** Records provided follows **

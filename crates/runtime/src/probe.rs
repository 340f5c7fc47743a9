//! Diagnostics probe — a ring buffer of structured phase events emitted
//! at the launcher/transport/lifecycle/scheduler boundaries.
//!
//! Writes never block: the ring is guarded by a `try_lock` and a write
//! that cannot take the lock increments the drop counter instead.

use std::collections::{HashMap, VecDeque};
use std::sync::atomic::{AtomicU64, Ordering};
use std::time::Duration;

use chrono::{DateTime, Utc};
use mcpv_domain::SpecKey;
use parking_lot::Mutex;
use serde::Serialize;
use serde_json::Value;

/// Phase boundary names. Kept as constants so emitters and dashboards
/// agree on spelling.
pub mod steps {
    pub const LAUNCHER_START: &str = "launcher_start";
    pub const TRANSPORT_CONNECT: &str = "transport_connect";
    pub const INITIALIZE_CALL: &str = "initialize_call";
    pub const INITIALIZE_RESPONSE: &str = "initialize_response";
    pub const NOTIFY_INITIALIZED: &str = "notify_initialized";
    pub const INSTANCE_READY: &str = "instance_ready";
    pub const SET_MIN_READY: &str = "set_min_ready";
    pub const SNAPSHOT_DONE: &str = "snapshot_done";
}

#[derive(Debug, Clone, Copy, Serialize, PartialEq, Eq)]
#[serde(rename_all = "lowercase")]
pub enum Phase {
    Enter,
    Exit,
    Error,
}

/// One probe event.
#[derive(Debug, Clone, Serialize)]
pub struct DiagnosticsEvent {
    pub spec_key: String,
    pub server_name: String,
    pub attempt_id: String,
    pub step: &'static str,
    pub phase: Phase,
    pub ts: DateTime<Utc>,
    #[serde(skip_serializing_if = "Option::is_none")]
    pub duration_ms: Option<u64>,
    #[serde(skip_serializing_if = "Option::is_none")]
    pub error: Option<String>,
    #[serde(skip_serializing_if = "Option::is_none")]
    pub attributes: Option<Value>,
}

/// Per-spec "where is it now" summary derived from enter/exit pairs.
#[derive(Debug, Clone, Serialize)]
pub struct StuckEntry {
    pub server_name: String,
    pub step: &'static str,
    pub since: DateTime<Utc>,
    pub duration_ms: u64,
    #[serde(skip_serializing_if = "Option::is_none")]
    pub last_error: Option<String>,
}

/// Export mode. `Safe` redacts sensitive attribute fields.
#[derive(Debug, Clone, Copy, PartialEq, Eq)]
pub enum ExportMode {
    Safe,
    Raw,
}

const REDACTED_NAMES: &[&str] = &["token", "secret", "authorization", "api_key", "cookie"];

/// Ring buffer of diagnostics events.
pub struct DiagnosticsProbe {
    ring: Mutex<VecDeque<DiagnosticsEvent>>,
    capacity: usize,
    dropped: AtomicU64,
    /// Current step per spec, for the stuck summary.
    inflight: Mutex<HashMap<SpecKey, StuckEntry>>,
}

impl DiagnosticsProbe {
    pub fn new(capacity: usize) -> Self {
        Self {
            ring: Mutex::new(VecDeque::with_capacity(capacity)),
            capacity,
            dropped: AtomicU64::new(0),
            inflight: Mutex::new(HashMap::new()),
        }
    }

    /// Record an event. Non-blocking: contention drops the event.
    #[allow(clippy::too_many_arguments)]
    pub fn record(&self, spec_key: &SpecKey, server_name: &str, attempt_id: &str, step: &'static str, phase: Phase, duration: Option<Duration>, error: Option<&str>, attributes: Option<Value>) {
        let event = DiagnosticsEvent {
            spec_key: spec_key.as_str().to_string(),
            server_name: server_name.to_string(),
            attempt_id: attempt_id.to_string(),
            step,
            phase,
            ts: Utc::now(),
            duration_ms: duration.map(|d| d.as_millis() as u64),
            error: error.map(str::to_string),
            attributes,
        };

        match phase {
            Phase::Enter => {
                if let Some(mut inflight) = self.inflight.try_lock() {
                    inflight.insert(
                        spec_key.clone(),
                        StuckEntry {
                            server_name: server_name.to_string(),
                            step,
                            since: event.ts,
                            duration_ms: 0,
                            last_error: None,
                        },
                    );
                }
            }
            Phase::Exit => {
                if let Some(mut inflight) = self.inflight.try_lock() {
                    if step == steps::INSTANCE_READY {
                        inflight.remove(spec_key);
                    }
                }
            }
            Phase::Error => {
                if let Some(mut inflight) = self.inflight.try_lock() {
                    if let Some(entry) = inflight.get_mut(spec_key) {
                        entry.last_error = event.error.clone();
                    }
                }
            }
        }

        match self.ring.try_lock() {
            Some(mut ring) => {
                if ring.len() == self.capacity {
                    ring.pop_front();
                    self.dropped.fetch_add(1, Ordering::Relaxed);
                }
                ring.push_back(event);
            }
            None => {
                self.dropped.fetch_add(1, Ordering::Relaxed);
            }
        }
    }

    /// Events in arrival order, optionally filtered by spec.
    pub fn timeline(&self, spec_key: Option<&SpecKey>) -> Vec<DiagnosticsEvent> {
        let ring = self.ring.lock();
        ring.iter()
            .filter(|e| spec_key.map(|k| e.spec_key == k.as_str()).unwrap_or(true))
            .cloned()
            .collect()
    }

    /// Per-spec current step + elapsed, for the "stuck" summary.
    pub fn stuck_summary(&self) -> Vec<(SpecKey, StuckEntry)> {
        let now = Utc::now();
        let inflight = self.inflight.lock();
        let mut out: Vec<(SpecKey, StuckEntry)> = inflight
            .iter()
            .map(|(k, entry)| {
                let mut entry = entry.clone();
                entry.duration_ms =
                    (now - entry.since).num_milliseconds().max(0) as u64;
                (k.clone(), entry)
            })
            .collect();
        out.sort_by(|a, b| a.0.cmp(&b.0));
        out
    }

    /// A spec was dropped from the catalog; forget its inflight state.
    pub fn forget(&self, spec_key: &SpecKey) {
        self.inflight.lock().remove(spec_key);
    }

    pub fn dropped(&self) -> u64 {
        self.dropped.load(Ordering::Relaxed)
    }

    /// Export the timeline with the given mode applied to attributes.
    pub fn export(&self, mode: ExportMode) -> Vec<DiagnosticsEvent> {
        let mut events = self.timeline(None);
        if mode == ExportMode::Safe {
            for event in &mut events {
                if let Some(attrs) = &mut event.attributes {
                    redact(attrs);
                }
            }
        }
        events
    }
}

impl Default for DiagnosticsProbe {
    fn default() -> Self {
        Self::new(2048)
    }
}

/// Replace the values of sensitively-named fields, recursively.
fn redact(value: &mut Value) {
    match value {
        Value::Object(map) => {
            for (key, v) in map.iter_mut() {
                let lowered = key.to_lowercase();
                if REDACTED_NAMES.iter().any(|n| lowered.contains(n)) {
                    *v = Value::String("[redacted]".into());
                } else {
                    redact(v);
                }
            }
        }
        Value::Array(items) => {
            for item in items {
                redact(item);
            }
        }
        _ => {}
    }
}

** End of Records provided **

For the word "buffer", find all matching lines in the entries above and copy them out.

//! Diagnostics probe — a ring buffer of structured phase events emitted
/// Ring buffer of diagnostics events.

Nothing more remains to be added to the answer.